COLLECTED LEGAL PAPERS. By Oliver Wendell Holmes. Harcourt, Brace and Howe, New York City, 1920. pp. vii, 316.

Many, if not most, good books are greater than their authors. Occasionally, however, chiefly in the case of the very greatest personalities, the book is felt to reveal but a portion of the man; one feels in reading such books that the writer is more than the expression of his thoughts. Justice Holmes is one of those authors, if indeed in these days of multiplication of books one may properly term him an author, whose name is scarcely known to the cataloguer. For Justice Holmes has almost too literally adopted Leslie Stephen's dictum that the only excuse for the writing of books is the necessity of earning a living, or the fact that one can't avoid their writing. The "Common Law" was a series of lectures delivered at the Lowell Institute; the "Speeches" and these "Collected Legal Papers" are strictly occasional. Justice Holmes has never prophesied from the house tops; his few public utterances, outside his judicial opinions, have been made, almost without exception, at the editor's or the toastmaster's command.

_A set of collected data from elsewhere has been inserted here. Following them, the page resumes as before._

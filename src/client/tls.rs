//! rustls configuration for the HTTPS layer

use crate::error::{AppError, Result};
use rustls::{
    client::danger::{HandshakeSignatureValid, ServerCertVerified, ServerCertVerifier},
    crypto::{self, CryptoProvider},
    pki_types::{CertificateDer, ServerName, UnixTime},
    ClientConfig, DigitallySignedStruct, RootCertStore, SignatureScheme,
};
use std::sync::Arc;

/// Client config trusting the bundled web PKI roots, or any certificate
/// at all when `verify` is false
pub fn client_config(verify: bool) -> Result<ClientConfig> {
    let provider = Arc::new(crypto::ring::default_provider());
    let builder = ClientConfig::builder_with_provider(Arc::clone(&provider))
        .with_safe_default_protocol_versions()
        .map_err(|e| AppError::internal(format!("Failed to configure TLS: {}", e)))?;

    let config = if verify {
        let roots = RootCertStore {
            roots: webpki_roots::TLS_SERVER_ROOTS.to_vec(),
        };
        builder.with_root_certificates(roots).with_no_client_auth()
    } else {
        builder
            .dangerous()
            .with_custom_certificate_verifier(Arc::new(AcceptAnyCertificate { provider }))
            .with_no_client_auth()
    };

    Ok(config)
}

/// Skips chain and name checks but still verifies handshake signatures
#[derive(Debug)]
struct AcceptAnyCertificate {
    provider: Arc<CryptoProvider>,
}

impl ServerCertVerifier for AcceptAnyCertificate {
    fn verify_server_cert(
        &self,
        _end_entity: &CertificateDer<'_>,
        _intermediates: &[CertificateDer<'_>],
        _server_name: &ServerName<'_>,
        _ocsp_response: &[u8],
        _now: UnixTime,
    ) -> std::result::Result<ServerCertVerified, rustls::Error> {
        Ok(ServerCertVerified::assertion())
    }

    fn verify_tls12_signature(
        &self,
        message: &[u8],
        cert: &CertificateDer<'_>,
        dss: &DigitallySignedStruct,
    ) -> std::result::Result<HandshakeSignatureValid, rustls::Error> {
        crypto::verify_tls12_signature(message, cert, dss, &self.provider.signature_verification_algorithms)
    }

    fn verify_tls13_signature(
        &self,
        message: &[u8],
        cert: &CertificateDer<'_>,
        dss: &DigitallySignedStruct,
    ) -> std::result::Result<HandshakeSignatureValid, rustls::Error> {
        crypto::verify_tls13_signature(message, cert, dss, &self.provider.signature_verification_algorithms)
    }

    fn supported_verify_schemes(&self) -> Vec<SignatureScheme> {
        self.provider.signature_verification_algorithms.supported_schemes()
    }
}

The present volume, he says, is made up of "little fragments of fleece left upon the hedges of life." The papers and speeches contained between its covers have almost without exception been familiar to lawyers whose interests and opportunities carry them beyond the law reports and statutes, and have been cherished by those so fortunate as to have become acquainted with them as treasured utterances. Certainly no other writer on legal subjects in the English tongue, with Maitland as a possible exception, has so combined the gifts of philosophical insight, of historical imagination and of literary expression. The regret that he has not more frequently or more extensively given of his great wisdom and learning in books is perhaps vain. His "Common Law" enjoys the distinction, unique for a law writer, at least since Story's day, of translation into foreign languages. The Holmes of Vegelahn v. Guntner, of United States v. Abrams, of Lochner v. New York, of Haddock v. Haddock, of Truax v. Corrigan, has built his personality so deeply in our common life that his immortality is as certain as if he had expanded the "Common Law" to a dozen stately volumes.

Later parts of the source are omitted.